Engineered Neutrophil Nanovesicles for Inhibiting Corneal Neovascularization by Synergistic Anti‐Inflammatory, Anti‐VEGF, and Chemoexcited Photodynamic Therapy

Corneal neovascularization (CorNV) develops under various pathological conditions and is one of the main causes of blindness. Due to that CorNV progression involves multiple steps, anti-vascular endothelial growth factor (VEGF) drugs alone could not sufficiently suppress this process, highlighting an urgent need for an efficient delivery system for the multi-step management of CorNV. In this study, a neutrophil nanovesicle-based eye drop (NCCR) is developed for CorNV therapy that simultaneously inhibits angiogenesis and inflammation, while eliminating pathological cells through chemoexcited photodynamic therapy (PDT).
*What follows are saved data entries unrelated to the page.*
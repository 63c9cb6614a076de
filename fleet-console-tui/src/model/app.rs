//! 应用主状态结构

use std::time::{Duration, Instant};

use anyhow::Result;
use fleet_console_api::FleetClient;
use fleet_console_core::{Console, Notice};

use super::state::{ConfigFormState, ModalUi, SearchState};
use super::FocusPanel;
use crate::backend::ConsoleConfig;

/// 通知自动消隐时间
const NOTICE_TTL: Duration = Duration::from_secs(4);

/// 应用主状态
pub struct App {
    /// 是否应该退出
    pub should_quit: bool,

    /// 当前焦点面板
    pub focus: FocusPanel,

    /// 控制台核心状态（列表 / 编辑草稿 / 删除门 / 配置视图 / 通知）
    pub console: Console<FleetClient>,

    /// 搜索框输入缓冲
    pub search: SearchState,

    /// 弹窗瞬时 UI 状态
    pub modal_ui: ModalUi,

    /// 结构化配置编辑器（协作组件，自带拉取/保存路径）
    pub config_form: ConfigFormState,

    /// 结构化配置编辑器专用客户端，与原始命令路径互不共享
    pub config_api: FleetClient,

    /// 阻塞执行网络请求的运行时
    pub runtime: tokio::runtime::Runtime,

    /// 当前展示的通知与展示时刻（驱动自动消隐）
    shown_notice: Option<(Notice, Instant)>,
}

impl App {
    /// 创建新的应用实例
    pub fn new(config: &ConsoleConfig) -> Result<Self> {
        let runtime = tokio::runtime::Builder::new_multi_thread()
            .enable_all()
            .build()?;
        let client = FleetClient::new(config.server_url.clone());

        Ok(Self {
            should_quit: false,
            focus: FocusPanel::Table,
            console: Console::new(client.clone()),
            search: SearchState::default(),
            modal_ui: ModalUi::default(),
            config_form: ConfigFormState::default(),
            config_api: client,
            runtime,
            shown_notice: None,
        })
    }

    /// 启动时拉取首屏列表
    pub fn bootstrap(&mut self) {
        self.runtime.block_on(self.console.refresh());
    }

    /// 是否有弹窗打开（由核心状态推导，无独立布尔开关）
    #[must_use]
    pub fn modal_open(&self) -> bool {
        self.console.editor.is_some()
            || self.console.delete_gate.is_open()
            || self.console.config_view.is_open()
    }

    /// 每轮主循环调用：对齐通知展示时刻并处理自动消隐
    pub fn tick(&mut self) {
        self.sync_notice();
        if let Some((_, shown_at)) = &self.shown_notice {
            if shown_at.elapsed() >= NOTICE_TTL {
                self.console.dismiss_notice();
                self.shown_notice = None;
            }
        }
    }

    /// 新通知重置计时，通知消失时清空记录
    fn sync_notice(&mut self) {
        match (&self.console.notice, &self.shown_notice) {
            (Some(current), Some((shown, _))) if current == shown => {}
            (Some(current), _) => {
                self.shown_notice = Some((current.clone(), Instant::now()));
            }
            (None, _) => {
                self.shown_notice = None;
            }
        }
    }
}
NCCR targets inflammatory lesions by leveraging the expression of chemokine receptors from the source cells. Then, NCCR exerts inhibitory effects on the sequential steps of neovascularization. First, it acts as a decoy and exerts an anti-inflammatory effect by neutralizing cytokines via its receptors on the surface of nanovesicles. Second, thioketals bond-linked ranibizumab is released in the high reactive oxygen species microenvironment of CorNV sites to bind VEGF, inhibiting vascular endothelial cell activation and proliferation. Finally, chemoexcited PDT eliminates preformed corneal blood vessels, disrupting tube formation and pericyte recruitment. The synergistic effects of NCCR on angiogenesis and inflammation, combined with the induction of apoptosis in neovessels via chemoexcited PDT, offer a novel and efficient strategy for CorNV treatment.